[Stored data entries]
Segment Open

//! One logical conversation against a backend.

use std::fmt;
use std::path::PathBuf;

use chrono::{DateTime, Utc};
use serde::Serialize;
use tracing::{debug, error, info, warn};
use uuid::Uuid;

use crate::backend::{collect_reply, create_backend, AgentBackend};
use crate::config::{BackendKind, SessionConfig, TransportMode};
use crate::error::{HowdahError, Result};
use crate::types::TokenUsage;

use super::transcript::{Exchange, Transcript};

enum SessionState {
    Ready(Box<dyn AgentBackend>),
    /// Terminal: the backend could not be initialized. The reason is kept so
    /// every subsequent send can fail fast with it.
    Failed(String),
}

/// A stateful conversation bound to one configured backend.
///
/// `send` takes `&mut self`, so at most one send is in flight per session;
/// independent sessions share no mutable state and may run concurrently.
pub struct Session {
    id: Uuid,
    name: String,
    kind: BackendKind,
    config: SessionConfig,
    state: SessionState,
    usage: TokenUsage,
    transcript: Transcript,
    created_at: DateTime<Utc>,
}

impl fmt::Debug for Session {
    fn fmt(&self, f: &mut fmt::Formatter<'_>) -> fmt::Result {
        f.debug_struct("Session")
            .field("id", &self.id)
            .field("name", &self.name)
            .field("kind", &self.kind)
            .field("ready", &self.is_ready())
            .field("exchanges", &self.transcript.len())
            .finish()
    }
}

/// Metadata snapshot returned by [`Session::describe`].
#[derive(Debug, Clone, Serialize, PartialEq)]
pub struct SessionDescription {
    pub session: String,
    pub backend: BackendKind,
    pub model: String,
    pub transport: TransportMode,
    pub working_dir: PathBuf,
    pub allowed_tools: Vec<String>,
    pub ready: bool,
    pub exchanges: usize,
    pub usage: TokenUsage,
}

impl Session {
    /// Open a session on the given backend.
    ///
    /// Config is validated once here. A missing required credential fails
    /// construction; any other backend initialization failure yields a
    /// session in the terminal failed state so the problem surfaces on use.
    pub fn connect(
        kind: BackendKind,
        config: SessionConfig,
        name: impl Into<String>,
    ) -> Result<Self> {
        let name = name.into();
        config.validate()?;

        info!(
            session = %name,
            backend = %kind,
            transport = %config.transport,
            model = %config.model,
            "opening session"
        );

        let state = match create_backend(kind, &config) {
            Ok(backend) => SessionState::Ready(backend),
            Err(e) if e.is_credential() => return Err(e),
            Err(e) => {
                warn!(session = %name, error = %e, "backend failed to initialize");
                SessionState::Failed(e.to_string())
            }
        };

        Ok(Self {
            id: Uuid::new_v4(),
            name,
            kind,
            config,
            state,
            usage: TokenUsage::default(),
            transcript: Transcript::new(),
            created_at: Utc::now(),
        })
    }

    /// Send one message and return the reply text.
    ///
    /// The empty message is rejected before anything else, including the
    /// readiness check. On success the exchange is recorded and the session's
    /// cumulative counters are updated before returning.
    pub async fn send(&mut self, message: impl Into<String>) -> Result<String> {
        let message = message.into();
        if message.is_empty() {
            return Err(HowdahError::Validation("message cannot be empty".into()));
        }

        let backend = match &self.state {
            SessionState::Ready(backend) => backend.as_ref(),
            SessionState::Failed(reason) => {
                return Err(HowdahError::SessionNotReady(reason.clone()));
            }
        };

        debug!(session = %self.name, backend = backend.backend_id(), "sending message");

        let stream = match backend.run(&message).await {
            Ok(stream) => stream,
            Err(e) => {
                error!(session = %self.name, error = %e, "backend call failed");
                return Err(e);
            }
        };
        let reply = match collect_reply(stream, self.config.verbose).await {
            Ok(reply) => reply,
            Err(e) => {
                error!(session = %self.name, error = %e, "backend stream failed");
                return Err(e);
            }
        };

        self.usage.merge(&reply.usage);
        self.transcript.push(Exchange {
            input: message,
            output: reply.text.clone(),
            usage: reply.usage,
            at: Utc::now(),
        });

        debug!(
            session = %self.name,
            input_tokens = reply.usage.input_tokens,
            output_tokens = reply.usage.output_tokens,
            "turn complete"
        );

        Ok(reply.text)
    }

    /// Describe the session. Pure: no counters or history are touched.
    pub fn describe(&self) -> SessionDescription {
        SessionDescription {
            session: self.name.clone(),
            backend: self.kind,
            model: self.config.model.clone(),
            transport: self.config.transport,
            working_dir: self.config.working_dir.clone(),
            allowed_tools: self.config.allowed_tools.clone(),
            ready: self.is_ready(),
            exchanges: self.transcript.len(),
            usage: self.usage,
        }
    }

    pub fn id(&self) -> Uuid {
        self.id
    }

    pub fn name(&self) -> &str {
        &self.name
    }

    pub fn backend_kind(&self) -> BackendKind {
        self.kind
    }

    pub fn config(&self) -> &SessionConfig {
        &self.config
    }

    pub fn is_ready(&self) -> bool {
        matches!(self.state, SessionState::Ready(_))
    }

    /// Why the session failed to initialize, if it did.
    pub fn failure(&self) -> Option<&str> {
        match &self.state {
            SessionState::Ready(_) => None,
            SessionState::Failed(reason) => Some(reason),
        }
    }

    /// Cumulative token usage across all completed sends.
    pub fn usage(&self) -> TokenUsage {
        self.usage
    }

    pub fn transcript(&self) -> &Transcript {
        &self.transcript
    }

    pub fn created_at(&self) -> DateTime<Utc> {
        self.created_at
    }
}
//
// Copyright 2024-2025 Digium, Inc.
// SPDX-License-Identifier: MIT
//

//! Call Mutex
///
/// Wrapper around std::sync::Mutex::lock() that on error consumes the
/// poisoned mutex and returns a simple error code.
///
use std::sync::{Mutex, MutexGuard};

use crate::common::Result;
use crate::error::RespokeError;

pub struct CallMutex<T: ?Sized> {
    /// Human readable label for the mutex
    label: &'static str,
    /// The actual mutex
    mutex: Mutex<T>,
}

impl<T> CallMutex<T> {
    /// Creates a new CallMutex
    pub fn new(t: T, label: &'static str) -> CallMutex<T> {
        CallMutex {
            mutex: Mutex::new(t),
            label,
        }
    }

    pub fn lock(&self) -> Result<MutexGuard<'_, T>> {
        match self.mutex.lock() {
            Ok(v) => Ok(v),
            Err(_) => Err(RespokeError::MutexPoisoned(self.label.to_string())),
        }
    }
}
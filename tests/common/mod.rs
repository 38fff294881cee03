//
// Copyright 2024-2025 Digium, Inc.
// SPDX-License-Identifier: MIT
//

//! Common test utilities
#![allow(dead_code)]

// Requires the 'sim' feature

use std::env;
use std::sync::{Arc, Mutex};
use std::time::Duration;

use lazy_static::lazy_static;
use rand::distributions::{Distribution, Standard};
use rand::{Rng, SeedableRng};
use rand_chacha::ChaCha20Rng;
use serde_json::{json, Value};

use respoke::common::{ClientConfig, Result, SignalTarget};
use respoke::core::call::Call;
use respoke::core::channel::{Authenticate, SignalingChannel};
use respoke::sim::sim_http::SimHttpClient;
use respoke::sim::sim_platform::SimPlatform;
use respoke::sim::sim_scheduler::SimScheduler;
use respoke::sim::sim_transport::SimTransport;
use respoke::transport::PushKind;

pub struct Prng {
    seed: u64,
    rng: Mutex<Option<ChaCha20Rng>>,
}

impl Prng {
    pub fn new(seed: u64) -> Self {
        Self {
            seed,
            rng: Mutex::new(None),
        }
    }

    // Use a freshly seeded PRNG for each test
    pub fn init(&self) {
        let mut opt = self.rng.lock().unwrap();
        let _ = opt.replace(ChaCha20Rng::seed_from_u64(self.seed));
    }

    pub fn gen<T>(&self) -> T
    where
        Standard: Distribution<T>,
    {
        self.rng.lock().unwrap().as_mut().unwrap().gen::<T>()
    }
}

lazy_static! {
    pub static ref PRNG: Prng = {
        let rand_seed = match env::var("RANDOM_SEED") {
            Ok(v) => v.parse().unwrap(),
            Err(_) => 0,
        };

        println!("\n*** Using random seed: {}", rand_seed);
        Prng::new(rand_seed)
    };
}

pub fn test_init() {
    let level = if env::var("DEBUG_TESTS").is_ok() {
        "debug"
    } else {
        "error"
    };
    let _ = env_logger::Builder::new().parse_filters(level).try_init();

    PRNG.init();
}

/// A connected channel over scripted transports, plus handles to poke
/// them from the test.
pub struct TestContext {
    pub channel: SignalingChannel<SimPlatform>,
    pub transport: SimTransport,
    pub http: SimHttpClient,
    pub scheduler: SimScheduler,
}

impl TestContext {
    /// Build a channel and open it through the scripted bootstrap.
    pub fn connected() -> Self {
        test_init();

        let transport = SimTransport::new();
        let http = SimHttpClient::new();
        let scheduler = SimScheduler::new();

        let config = ClientConfig {
            base_url: "https://api.example.test".to_string(),
            app_id: Some("app-1".to_string()),
            endpoint_id: Some("local-endpoint".to_string()),
            dev_mode: true,
            ..ClientConfig::default()
        };

        let channel = SignalingChannel::new(
            SimPlatform::new(),
            Arc::new(http.clone()),
            Arc::new(transport.clone()),
            Arc::new(scheduler.clone()),
            config,
        );

        let opened = Arc::new(Mutex::new(None));
        let sink = Arc::clone(&opened);
        channel.open(
            Authenticate::Development {
                ttl: Duration::from_secs(3600),
            },
            Box::new(move |result| {
                *sink.lock().unwrap() = Some(result);
            }),
        );
        scheduler.run_until_idle();
        opened
            .lock()
            .unwrap()
            .take()
            .expect("open did not complete")
            .expect("open failed");

        transport.clear_frames();
        TestContext {
            channel,
            transport,
            http,
            scheduler,
        }
    }

    pub fn with_platform<R>(&self, f: impl FnOnce(&SimPlatform) -> R) -> R {
        let platform = self.channel.platform();
        let guard = platform.lock().unwrap();
        f(&guard)
    }

    pub fn with_platform_mut<R>(&self, f: impl FnOnce(&mut SimPlatform) -> R) -> R {
        let platform = self.channel.platform();
        let mut guard = platform.lock().unwrap();
        f(&mut guard)
    }

    /// Create and index an outbound call.
    pub fn outgoing_call(&self, remote: &str, target: SignalTarget) -> Call<SimPlatform> {
        let call = Call::outgoing(&self.channel, remote.to_string(), target);
        self.with_platform_mut(|platform| platform.add_call(call.clone()));
        call
    }

    /// Deliver an inbound signal push, as the server would.
    pub fn deliver_signal(&self, payload: Value) {
        self.transport.push(PushKind::Signal, payload);
    }

    /// The decoded signal payloads this side has sent, oldest first.
    pub fn signals_sent(&self) -> Vec<Value> {
        self.transport
            .frames_for("/v1/signaling")
            .iter()
            .filter_map(|frame| frame.data.as_ref())
            .filter_map(|data| data.get("signal"))
            .filter_map(Value::as_str)
            .filter_map(|signal| serde_json::from_str(signal).ok())
            .collect()
    }

    /// Sent signals of one `signalType`.
    pub fn signals_of_type(&self, signal_type: &str) -> Vec<Value> {
        self.signals_sent()
            .into_iter()
            .filter(|signal| signal["signalType"] == signal_type)
            .collect()
    }
}

/// Envelope for an inbound signal from `endpoint`/`connection`.
pub fn signal_from(endpoint: &str, connection: &str, session_id: &str, extra: Value) -> Value {
    let mut base = json!({
        "signalId": format!("sig-{}", PRNG.gen::<u32>()),
        "sessionId": session_id,
        "target": "call",
        "fromEndpoint": endpoint,
        "fromConnection": connection,
    });
    base.as_object_mut()
        .unwrap()
        .extend(extra.as_object().unwrap().clone());
    base
}

/// Capture slot for an RPC completion.
pub fn capture() -> (
    Arc<Mutex<Option<Result<Value>>>>,
    Box<dyn FnOnce(Result<Value>) + Send>,
) {
    let slot = Arc::new(Mutex::new(None));
    let sink = Arc::clone(&slot);
    (
        slot,
        Box::new(move |result| {
            *sink.lock().unwrap() = Some(result);
        }),
    )
}
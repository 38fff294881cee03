//
// Copyright 2024-2025 Digium, Inc.
// SPDX-License-Identifier: MIT
//

//! # Respoke -- A Rust client core for WebRTC signaling
//!
//! This crate is the client half of a cloud-brokered
//! [WebRTC](https://webrtc.org/) calling system: endpoints
//! authenticated to the service discover one another, exchange
//! session-description and ICE-candidate signals over one duplex
//! socket, and open audio, video, screen-share, or data-channel
//! sessions.
//!
//! The two central pieces are the per-call state machine
//! ([`core::call_state`]) and the signaling channel
//! ([`core::channel`]), which multiplexes RPCs, pushes, and
//! peer-to-peer signals over the framed transport. Media, rendering,
//! and the peer-connection primitive itself stay behind traits the
//! embedder implements ([`core::platform`]).

#[macro_use]
extern crate log;

pub mod common;

pub mod error;

/// Core, platform independent functionality.
pub mod core {
    pub mod batch;
    pub mod call;
    pub mod call_mutex;
    pub mod call_state;
    pub mod channel;
    pub mod direct;
    pub mod platform;
    pub mod signaling;
    pub mod util;
}

/// HTTP bootstrap (token acquisition) abstractions.
pub mod http;

/// The framed duplex session to the cloud service.
pub mod transport;

#[cfg(feature = "sim")]
pub mod sim {
    pub mod sim_http;
    pub mod sim_platform;
    pub mod sim_scheduler;
    pub mod sim_transport;
}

Segment Closed

_ASSIGNED TASK_
Search the entries for the word "SessionDescription" and pick out every line that holds it.

_REPLY TO THE EXERCISE_
pub struct SessionDescription {
    pub fn describe(&self) -> SessionDescription {
        SessionDescription {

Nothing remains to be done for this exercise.